use serde::{Deserialize, Serialize};
use std::ops::{Add, Div, Mul, Neg, Sub};

use super::tolerance::EPS_LEN;

/// A 2D point or displacement.
///
/// Arithmetic produces new values; the only in-place mutation is [`Vector2::set`].
/// `NaN` components are used as a sentinel for "no cursor on the canvas".
#[derive(Clone, Copy, Debug, Default, PartialEq, Serialize, Deserialize)]
pub struct Vector2 {
    pub x: f64,
    pub y: f64,
}

impl Vector2 {
    pub const ZERO: Vector2 = Vector2 { x: 0.0, y: 0.0 };
    pub const NAN: Vector2 = Vector2 { x: f64::NAN, y: f64::NAN };

    #[inline]
    pub const fn new(x: f64, y: f64) -> Self {
        Self { x, y }
    }

    #[inline]
    pub fn set(&mut self, x: f64, y: f64) {
        self.x = x;
        self.y = y;
    }

    #[inline]
    pub fn dot(self, other: Vector2) -> f64 {
        self.x * other.x + self.y * other.y
    }

    /// Component-wise product.
    #[inline]
    pub fn scale(self, other: Vector2) -> Vector2 {
        Vector2::new(self.x * other.x, self.y * other.y)
    }

    #[inline]
    pub fn magnitude(self) -> f64 {
        self.x.hypot(self.y)
    }

    #[inline]
    pub fn distance(self, other: Vector2) -> f64 {
        (self - other).magnitude()
    }

    /// Unit vector in the same direction, `None` for zero-length input.
    pub fn normalized(self) -> Option<Vector2> {
        let len = self.magnitude();
        if len > EPS_LEN {
            Some(self / len)
        } else {
            None
        }
    }

    #[inline]
    pub fn lerp(self, other: Vector2, t: f64) -> Vector2 {
        self * (1.0 - t) + other * t
    }

    #[inline]
    pub fn midpoint(self, other: Vector2) -> Vector2 {
        (self + other) * 0.5
    }

    #[inline]
    pub fn is_nan(self) -> bool {
        self.x.is_nan() || self.y.is_nan()
    }

    #[inline]
    pub fn is_finite(self) -> bool {
        self.x.is_finite() && self.y.is_finite()
    }
}

impl Add for Vector2 {
    type Output = Vector2;
    #[inline]
    fn add(self, rhs: Vector2) -> Vector2 {
        Vector2::new(self.x + rhs.x, self.y + rhs.y)
    }
}

impl Sub for Vector2 {
    type Output = Vector2;
    #[inline]
    fn sub(self, rhs: Vector2) -> Vector2 {
        Vector2::new(self.x - rhs.x, self.y - rhs.y)
    }
}

impl Mul<f64> for Vector2 {
    type Output = Vector2;
    #[inline]
    fn mul(self, rhs: f64) -> Vector2 {
        Vector2::new(self.x * rhs, self.y * rhs)
    }
}

impl Div<f64> for Vector2 {
    type Output = Vector2;
    #[inline]
    fn div(self, rhs: f64) -> Vector2 {
        Vector2::new(self.x / rhs, self.y / rhs)
    }
}

impl Neg for Vector2 {
    type Output = Vector2;
    #[inline]
    fn neg(self) -> Vector2 {
        Vector2::new(-self.x, -self.y)
    }
}

impl From<(f64, f64)> for Vector2 {
    fn from((x, y): (f64, f64)) -> Self {
        Vector2::new(x, y)
    }
}

impl From<[f64; 2]> for Vector2 {
    fn from([x, y]: [f64; 2]) -> Self {
        Vector2::new(x, y)
    }
}

#[cfg(test)]
mod tests {
    use super::*;

    #[test]
    fn arithmetic_returns_new_values() {
        let a = Vector2::new(1.0, 2.0);
        let b = Vector2::new(3.0, -4.0);
        assert_eq!(a + b, Vector2::new(4.0, -2.0));
        assert_eq!(a - b, Vector2::new(-2.0, 6.0));
        assert_eq!(a * 2.0, Vector2::new(2.0, 4.0));
        assert_eq!(b / 2.0, Vector2::new(1.5, -2.0));
        assert_eq!(a.dot(b), -5.0);
        assert_eq!(a, Vector2::new(1.0, 2.0));
    }

    #[test]
    fn zero_length_does_not_normalize() {
        assert!(Vector2::ZERO.normalized().is_none());
        let n = Vector2::new(3.0, 4.0).normalized().unwrap();
        assert!((n.magnitude() - 1.0).abs() < 1e-12);
    }

    #[test]
    fn nan_sentinel() {
        assert!(Vector2::NAN.is_nan());
        assert!(!Vector2::ZERO.is_nan());
    }
}
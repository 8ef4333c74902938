use super::capture::BoxRegion;
use super::drag::{DragMode, Ghost};
use super::input::PointerButton;
use super::tool::Tool;
use super::Editor;
use crate::geometry::rect::Rect;
use crate::geometry::vector::Vector2;
use crate::geometry::viewport::Viewport;
use crate::model::{color, Element};
use crate::render::{with_alpha, DrawContext};

const GRID_STYLE: &str = "#ffffff11";
const AXIS_STYLE: &str = "#ffffff33";
const CROSSHAIR_STYLE: &str = "#ffffff22";
/// Grid lines closer than this on screen are not drawn.
const MIN_GRID_SPACING: f64 = 8.0;
const CROSSHAIR_SIZE: f64 = 8.0;
const GHOST_HANDLE_SIZE: f64 = 6.0;
const DOT_RADIUS: f64 = 5.0;
const HANDLE_SIZE: f64 = 12.0;
const PREVIEW_DASH: [f64; 2] = [5.0, 5.0];

fn line(ctx: &mut dyn DrawContext, a: Vector2, b: Vector2) {
    ctx.begin_path();
    ctx.move_to(a.x, a.y);
    ctx.line_to(b.x, b.y);
    ctx.stroke();
}

fn dot(ctx: &mut dyn DrawContext, c: Vector2) {
    ctx.begin_path();
    ctx.ellipse(c.x, c.y, DOT_RADIUS, DOT_RADIUS);
    ctx.fill();
}

/// World-space lines of one grid axis across `[lo, hi]`.
fn grid_positions(lo: f64, hi: f64, step: f64, skip_zero: bool) -> impl Iterator<Item = f64> {
    let first = (lo / step).ceil() as i64;
    let last = (hi / step).floor() as i64;
    (first..=last).filter(move |i| !(skip_zero && *i == 0)).map(move |i| i as f64 * step)
}

fn draw_grid(ctx: &mut dyn DrawContext, view: &Viewport, x_step: f64, y_step: f64, skip_axes: bool) {
    let size = view.size();
    let top_left = view.locate(Vector2::ZERO);
    let bottom_right = view.locate(size);
    ctx.set_stroke_style(GRID_STYLE);
    ctx.set_line_width(2.0);
    ctx.set_line_dash(&[]);
    if x_step * view.zoom() >= MIN_GRID_SPACING {
        for x in grid_positions(top_left.x, bottom_right.x, x_step, skip_axes) {
            let sx = view.transform_x(x);
            line(ctx, Vector2::new(sx, 0.0), Vector2::new(sx, size.y));
        }
    }
    if y_step * view.zoom() >= MIN_GRID_SPACING {
        for y in grid_positions(top_left.y, bottom_right.y, y_step, skip_axes) {
            let sy = view.transform_y(y);
            line(ctx, Vector2::new(0.0, sy), Vector2::new(size.x, sy));
        }
    }
}

fn draw_axes(ctx: &mut dyn DrawContext, view: &Viewport) {
    let size = view.size();
    let origin = view.transform(Vector2::ZERO);
    ctx.set_stroke_style(AXIS_STYLE);
    ctx.set_line_width(2.0);
    ctx.set_line_dash(&[]);
    line(ctx, Vector2::new(origin.x, 0.0), Vector2::new(origin.x, size.y));
    line(ctx, Vector2::new(0.0, origin.y), Vector2::new(size.x, origin.y));
}

/// Resize handles of a screen-space box with the region each one grabs.
fn handles(area: &Rect, show_sides: bool) -> Vec<(Vector2, BoxRegion)> {
    let mut out = vec![
        (area.xy(), BoxRegion::NEGATIVE_X | BoxRegion::NEGATIVE_Y),
        (area.xwy(), BoxRegion::POSITIVE_X | BoxRegion::NEGATIVE_Y),
        (area.xyh(), BoxRegion::NEGATIVE_X | BoxRegion::POSITIVE_Y),
        (area.xwyh(), BoxRegion::POSITIVE_X | BoxRegion::POSITIVE_Y),
    ];
    if show_sides {
        out.extend([
            (Vector2::new(area.cx(), area.y), BoxRegion::NEGATIVE_Y),
            (Vector2::new(area.cx(), area.yh()), BoxRegion::POSITIVE_Y),
            (Vector2::new(area.x, area.cy()), BoxRegion::NEGATIVE_X),
            (Vector2::new(area.xw(), area.cy()), BoxRegion::POSITIVE_X),
        ]);
    }
    out
}

impl Editor {
    /// Paints the whole scene. The canvas is expected to be cleared and
    /// transformed before painting.
    pub fn render(&self, ctx: &mut dyn DrawContext) {
        let view = &self.viewport;
        let highlight = self.highlight();
        let hover = self.hover_element(ctx);

        if self.grid.enabled {
            draw_grid(ctx, view, self.grid.x_step, self.grid.y_step, self.grid.axes_visible);
        }
        if self.grid.axes_visible {
            draw_axes(ctx, view);
        }

        self.draw_ghosts(ctx, highlight);

        for id in self.graph.edge_ids() {
            let el = Element::Edge(id);
            let (Some(e), Some(geom)) = (self.graph.edge(id), self.graph.edge_geometry(id)) else { continue };
            e.draw(&geom, ctx, hover == Some(el), self.selection.contains(&el), highlight, view);
        }
        for id in self.graph.vertex_ids() {
            let el = Element::Vertex(id);
            let Some(v) = self.graph.vertex(id) else { continue };
            v.draw(ctx, hover == Some(el), self.selection.contains(&el), highlight, view);
        }

        let state = self.drag.state();
        let panning = state.is_some_and(|s| {
            s.button == PointerButton::Right || matches!(self.tool, Tool::Move | Tool::Capture)
        });
        if panning {
            if !self.cursor.is_nan() {
                let c = self.cursor;
                ctx.set_stroke_style(CROSSHAIR_STYLE);
                ctx.set_line_width(2.0);
                ctx.set_line_dash(&[]);
                line(ctx, c - Vector2::new(CROSSHAIR_SIZE, 0.0), c + Vector2::new(CROSSHAIR_SIZE, 0.0));
                line(ctx, c - Vector2::new(0.0, CROSSHAIR_SIZE), c + Vector2::new(0.0, CROSSHAIR_SIZE));
            }
        } else if self.tool == Tool::Draw {
            self.draw_preview(ctx, hover, highlight);
        } else if let Some(s) = state.filter(|s| s.mode == DragMode::RubberBand) {
            if !self.cursor.is_nan() {
                let area = Rect::from_points(s.anchor, self.cursor);
                let [a, b, c, d] = area.corners();
                ctx.set_stroke_style(&with_alpha(highlight, "77"));
                ctx.set_line_width(2.0);
                ctx.set_line_dash(&PREVIEW_DASH);
                line(ctx, a, b);
                line(ctx, b, c);
                line(ctx, c, d);
                line(ctx, d, a);
            }
        }

        if self.tool == Tool::Capture {
            self.draw_capture(ctx);
        }
    }

    fn draw_ghosts(&self, ctx: &mut dyn DrawContext, highlight: &str) {
        let Some(state) = self.drag.state() else { return };
        let view = &self.viewport;
        for (_, ghost) in &state.ghosts {
            match ghost {
                Ghost::Vertex(v) => v.draw(ctx, false, false, highlight, view),
                Ghost::Edge(e) => {
                    let Some(geom) = self.graph.geometry_of(e) else { continue };
                    e.draw(&geom, ctx, false, false, highlight, view);
                    if let Some(cp) = geom.control_point() {
                        let c = view.transform(cp);
                        let s = GHOST_HANDLE_SIZE;
                        ctx.set_stroke_style(&with_alpha(highlight, "77"));
                        ctx.set_line_width(2.0);
                        ctx.set_line_dash(&[]);
                        ctx.begin_path();
                        ctx.move_to(c.x, c.y - s);
                        ctx.line_to(c.x - s, c.y);
                        ctx.line_to(c.x, c.y + s);
                        ctx.line_to(c.x + s, c.y);
                        ctx.close_path();
                        ctx.stroke();
                    }
                }
            }
        }
    }

    /// Dashed edge from the pending start vertex to the hovered vertex or the
    /// cursor, plus markers where a click would land.
    fn draw_preview(&self, ctx: &mut dyn DrawContext, hover: Option<Element>, highlight: &str) {
        if self.cursor.is_nan() {
            return;
        }
        let view = &self.viewport;
        let snapped = view.transform(self.grid.snap(view.locate(self.cursor)));
        let start = self.first_vertex.and_then(|id| self.graph.vertex(id)).map(|v| view.transform(v.pos()));
        ctx.set_fill_style(&with_alpha(highlight, "aa"));
        if let Some(start) = start {
            let end = match hover {
                Some(Element::Vertex(id)) => self.graph.vertex(id).map_or(snapped, |v| view.transform(v.pos())),
                _ => snapped,
            };
            ctx.set_stroke_style(&with_alpha(highlight, "aa"));
            ctx.set_line_width(2.0);
            ctx.set_line_dash(&PREVIEW_DASH);
            if self.modifiers.ctrl {
                let c = start.midpoint(snapped);
                let r = 0.5 * start.distance(snapped);
                ctx.begin_path();
                ctx.ellipse(c.x, c.y, r, r);
                ctx.stroke();
            } else {
                line(ctx, start, end);
            }
            dot(ctx, start);
        }
        if !matches!(hover, Some(Element::Vertex(_))) {
            dot(ctx, snapped);
        }
    }

    fn draw_capture(&self, ctx: &mut dyn DrawContext) {
        let Some(area) = self.capture_area else { return };
        let screen = area.transformed(&self.viewport).normalized();
        ctx.set_fill_style(&with_alpha(color::ORANGE, "33"));
        ctx.set_stroke_style(&with_alpha(color::ORANGE, "aa"));
        ctx.set_line_width(2.0);
        ctx.set_line_dash(&[]);
        ctx.begin_path();
        ctx.rect(screen.x, screen.y, screen.w, screen.h);
        ctx.fill();
        ctx.stroke();

        let dragged = self.drag.state().and_then(|s| s.capture).map(|c| c.region);
        let active = dragged.or_else(|| self.resize_box_region());
        let fill = with_alpha(color::ORANGE, if dragged.is_some() { "aa" } else { "77" });
        let proximity = self.config.resize_proximity_pixels;
        let show_sides = screen.w > 2.0 * proximity || screen.h > 2.0 * proximity;
        let half = 0.5 * HANDLE_SIZE;
        for (c, region) in handles(&screen, show_sides) {
            ctx.begin_path();
            ctx.rect(c.x - half, c.y - half, HANDLE_SIZE, HANDLE_SIZE);
            if active == Some(region) {
                ctx.set_fill_style(&fill);
                ctx.fill();
            }
            ctx.stroke();
        }
    }
}
use log::{Level, LevelFilter, Log, Metadata, Record};
use wasm_bindgen::JsValue;
use web_sys::console;

/// Forwards `log` records to the browser console at the matching level.
struct ConsoleLogger;

static LOGGER: ConsoleLogger = ConsoleLogger;

impl Log for ConsoleLogger {
    fn enabled(&self, metadata: &Metadata) -> bool {
        metadata.level() <= log::max_level()
    }

    fn log(&self, record: &Record) {
        if !self.enabled(record.metadata()) {
            return;
        }
        let line = JsValue::from_str(&format!("[{}] {}", record.target(), record.args()));
        match record.level() {
            Level::Error => console::error_1(&line),
            Level::Warn => console::warn_1(&line),
            Level::Info => console::info_1(&line),
            Level::Debug | Level::Trace => console::debug_1(&line),
        }
    }

    fn flush(&self) {}
}

/// Installs the console logger once; later calls only change the level.
/// Unknown level names fall back to `info`.
pub fn init(level: &str) -> LevelFilter {
    let filter = level.parse().unwrap_or(LevelFilter::Info);
    let _ = log::set_logger(&LOGGER);
    log::set_max_level(filter);
    filter
}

---*---

## Prompt
Read through the material above, and whenever a line contains "render", copy it.

## Completed exercise
use crate::render::{with_alpha, DrawContext};
    pub fn render(&self, ctx: &mut dyn DrawContext) {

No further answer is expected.